An example of a singular curve which doesn't admit a $C^0$ structure is $xy=0$, since any open set containing the origin has 4 disconnected components when the origin is removed, while removing a point in $\mathbb{R}^k$ results in at most 2 disconnected components.

Answer 1

I will consider only the first non-trivial case of $2\times 2$ real matrices with determinant $0$: $\{ (a,b,c,d) \ | \ a d - b c = 0\}$. Write $ a = x+y$, $d = x-y$, $b = z+ t$, $c = z - t$ and get $$X \colon \{ (x,y,z,t) \ | \ x^2 - y^2 = z^2 - t^2\}$$ or $\{ (x,y,z,t) \ | x^2 + t^2 = y^2 + z^2 \}$. Notice that $X$ is homeomorphic to the cone over the torus by the map $(r, \phi, \tau) \mapsto (r \cos \theta, r \cos \tau, r \sin \tau, r\sin \theta)$ that is $X \simeq T \times [0, \infty) / T \times \{0\}$.
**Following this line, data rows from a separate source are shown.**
// src/provider/catalog.rs — Model name resolution
//
// Maps the short model names users type to a backend, the dated API model id
// the backend expects, and the key the cost tracker prices it under.

use serde::{Deserialize, Serialize};

use crate::infra::errors::DevflowError;

/// Chat backend a model is served from.
#[derive(Debug, Clone, Copy, Hash, PartialEq, Eq, Serialize, Deserialize)]
#[serde(rename_all = "lowercase")]
pub enum Backend {
    OpenAI,
    Anthropic,
    DeepSeek,
}

impl Backend {
    pub fn as_str(&self) -> &'static str {
        match self {
            Backend::OpenAI => "openai",
            Backend::Anthropic => "anthropic",
            Backend::DeepSeek => "deepseek",
        }
    }
}

impl std::fmt::Display for Backend {
    fn fmt(&self, f: &mut std::fmt::Formatter<'_>) -> std::fmt::Result {
        f.write_str(self.as_str())
    }
}

#[derive(Debug, Clone, PartialEq, Eq)]
pub struct ModelSpec {
    pub backend: Backend,
    pub api_model: &'static str,
    pub cost_key: &'static str,
    /// Reasoning models reject `temperature` and the system role.
    pub reasoning: bool,
}

impl ModelSpec {
    const fn new(
        backend: Backend,
        api_model: &'static str,
        cost_key: &'static str,
        reasoning: bool,
    ) -> Self {
        Self {
            backend,
            api_model,
            cost_key,
            reasoning,
        }
    }

    /// Resolve a user-facing model name.
    pub fn resolve(model: &str) -> Result<Self, DevflowError> {
        let spec = match model.trim() {
            "gpt-4o-mini" | "gpt4omini" => {
                Self::new(Backend::OpenAI, "gpt-4o-mini-2024-07-18", "gpt-4o-mini", false)
            }
            "gpt-4o" | "gpt4o" => Self::new(Backend::OpenAI, "gpt-4o-2024-08-06", "gpt-4o", false),
            "o1-mini" => Self::new(Backend::OpenAI, "o1-mini-2024-09-12", "o1-mini", true),
            "o1-preview" => Self::new(Backend::OpenAI, "o1-preview", "o1-preview", true),
            "o1" => Self::new(Backend::OpenAI, "o1-2024-12-17", "o1", true),
            "claude-3.5-sonnet" | "claude-3-5-sonnet" => Self::new(
                Backend::Anthropic,
                "claude-3-5-sonnet-latest",
                "claude-3-5-sonnet",
                false,
            ),
            "deepseek-chat" => Self::new(Backend::DeepSeek, "deepseek-chat", "deepseek-chat", false),
            other => return Err(DevflowError::UnsupportedModel(other.to_string())),
        };
        Ok(spec)
    }
}

/// Names accepted by [`ModelSpec::resolve`], for help text and errors.
pub fn supported_models() -> &'static [&'static str] {
    &[
        "gpt-4o-mini",
        "gpt-4o",
        "o1-mini",
        "o1-preview",
        "o1",
        "claude-3.5-sonnet",
        "deepseek-chat",
    ]
}
// src/cli/review.rs — `devflow review`: one-off review of a codebase

use std::path::Path;
use std::sync::Arc;

use anyhow::Context;

use crate::agents::{AgentContext, ReviewAgent, ReviewDecision};
use crate::infra::config::Config;
use crate::provider::gateway::ModelGateway;

pub async fn run_review(
    plan: &str,
    code_path: &Path,
    gateway: Arc<ModelGateway>,
    config: &Config,
) -> anyhow::Result<()> {
    let codebase = std::fs::read_to_string(code_path)
        .with_context(|| format!("Failed to read {}", code_path.display()))?;

    let model = config
        .models
        .reviewer
        .as_deref()
        .unwrap_or(&config.models.default);
    let agent = ReviewAgent::new(
        AgentContext::new(gateway, model).with_notes(config.workflow.notes.clone()),
    );

    let Some(review) = agent.review_code(plan, &codebase).await? else {
        anyhow::bail!("The reviewer's answer held no JSON review");
    };

    println!("{}", serde_json::to_string_pretty(&review)?);
    match ReviewDecision::from_review(&review) {
        Some(ReviewDecision::Accept) => eprintln!("Decision: Accept"),
        Some(ReviewDecision::NeedsImprovement) => eprintln!("Decision: Needs Improvement"),
        None => tracing::warn!("Review carried no recognised Decision"),
    }
    Ok(())
}
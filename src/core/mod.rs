// src/core/mod.rs — Refinement loop, workflow dispatch, cost tracking

pub mod cost;
pub mod refiner;
pub mod types;
pub mod workflow;
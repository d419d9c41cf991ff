// src/core/types.rs — Core domain types shared by the refiner and the workflow

use serde::{Deserialize, Serialize};

/// Score and feedback for one candidate.
#[derive(Debug, Clone, PartialEq, Serialize, Deserialize)]
pub struct Evaluation {
    pub score: f64,
    pub feedback: String,
}

impl Evaluation {
    pub fn new(score: f64, feedback: impl Into<String>) -> Self {
        Self {
            score,
            feedback: feedback.into(),
        }
    }

    /// Zero score, used when scoring itself failed.
    pub fn failed(reason: impl Into<String>) -> Self {
        Self::new(0.0, reason)
    }
}

#[derive(Debug, Clone, Copy, PartialEq, Eq, Serialize, Deserialize)]
#[serde(rename_all = "snake_case")]
pub enum RefineStatus {
    /// Ran the full step budget.
    Completed,
    /// The initial candidate could not be produced; no steps ran.
    GenerationFailed,
}

impl std::fmt::Display for RefineStatus {
    fn fmt(&self, f: &mut std::fmt::Formatter<'_>) -> std::fmt::Result {
        match self {
            RefineStatus::Completed => write!(f, "completed"),
            RefineStatus::GenerationFailed => write!(f, "generation failed"),
        }
    }
}

/// Result of an optimization run.
#[derive(Debug, Clone, Serialize)]
pub struct RefineOutcome {
    /// Highest-scoring candidate, `None` if nothing scored above zero.
    pub best: Option<String>,
    pub best_score: f64,
    /// Steps actually evaluated.
    pub steps: u32,
    pub status: RefineStatus,
}

impl RefineOutcome {
    pub fn generation_failed() -> Self {
        Self {
            best: None,
            best_score: 0.0,
            steps: 0,
            status: RefineStatus::GenerationFailed,
        }
    }
}

/// Lifecycle events for the terminal renderer (see `cli::progress`).
#[derive(Debug, Clone, PartialEq)]
pub enum ProgressEvent {
    /// The refiner produced its first candidate.
    Generated { label: String },
    StepScored {
        label: String,
        step: u32,
        max_steps: u32,
        score: f64,
        best_score: f64,
    },
    /// `changed` is false when the refinement was rejected or failed.
    Refined {
        label: String,
        step: u32,
        changed: bool,
    },
    RefineDone {
        label: String,
        steps: u32,
        best_score: f64,
        status: RefineStatus,
    },
    PhaseStart {
        phase: String,
        index: usize,
        total: usize,
    },
    SubtaskDone {
        subtask: String,
        role: String,
        elapsed_secs: f64,
        model_calls: u64,
    },
    SubtaskSkipped { subtask: String },
    WorkflowDone {
        completed: usize,
        total: usize,
        cost: f64,
    },
}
Let's show that no open neighborhood of $(0,0,0,0)$ in $X$ is homeomorphic to a 3-dimensional ball. It's enough to do that for $C(T) \colon = T \times [0, \infty) / T \times \{0\}$ ( with the point $0$ the image of $T \times \{0\}$). If it had such a neigborhood $V$ then $V \backslash \{0\}$ would be simply connected. Let's show that for no neighborhood $V$ of $0$ in $C(T)$, $V \backslash\{0\}$ is simply connected. Indeed, every such neighborhood must contain $T \times (0, \epsilon)$ for some $\epsilon > 0$. Consider a path in $T \times (0, \epsilon)$ whose first component is not null-homotopic. Then the image of this path in $C(T) \backslash \{ 0\}$ is not null-homotopic, so it's also not null-homotopic in $V \backslash\{0\}$.

Answer 2

This post is to expand the details in Orangeskid's argument.

What we have is some open set $U = V \setminus \{0\}$. Hypothetically, it's homeomorphic to $B^3 \setminus \{0\}$, and hence simply connected.

Now, one picks a map $\varphi: S^1 \to T^2 \times (0,\varepsilon)$ that's not null-homotopic. Because $\pi_1(T^2 \times (0,\varepsilon)) \cong \Bbb Z^2$, there are quite a lot. (Concretely: $T^2 = S^1 \times S^1$, so pick the inclusion $\varphi(x) = (x,1,\varepsilon/2)$. That this is not null-homotopic can be proved in a first algebraic topology course after learning that the identity map $S^1 \to S^1$ is not null-homotopic.)

If $U$ was simply connected, then this map would be null-homotopic in $U$. That is, there would be a map $\tilde \varphi: D^2 \to U$ that extended $\varphi$ (in the sense that $\tilde \varphi = \varphi$ on $S^1 \subset D^2$.) Because $U \subset T^2 \times (0,\infty)$, it would be null-homotopic in $T^2 \times (0,\infty)$ as well. But that's precisely the trouble! What an algebraic topologist would say is that the map $T^2 \times (0,\varepsilon) \to T^2 \times (0,\infty)$ is a homotopy equivalence, hence induces an isomorphism on all homotopy groups. Let's be concrete.

Consider the map $f: T^2 \times (0,\infty) \to T^2 \times (0,\infty)$ given by $f(x,t) = (x,\varepsilon/2)$. Now consider $f\tilde \varphi$. This is a map whose image lies in $T^2 \times (0,\varepsilon)$ and that agrees with $\varphi$ on the boundary circle $S^1$. So it is a null-homotopy of our map $S^1 \to T^2 \times (0,\varepsilon)$; this contradicts our choice of $\varphi$. So there was no such $U$ after all!

This exact same argument proves that the cone on any non-simply connected manifold is not a manifold; with some more tools one can prove that the cone on a manifold whose homology is not that of $S^n$ is not a manifold; and then putting these together and the Whitehead theorem and the Poincare conjecture (which is now a theorem topologically in all dimensions) one concludes that the cone on a manifold $M$ is only a manifold if $M = S^n$ for some $n$.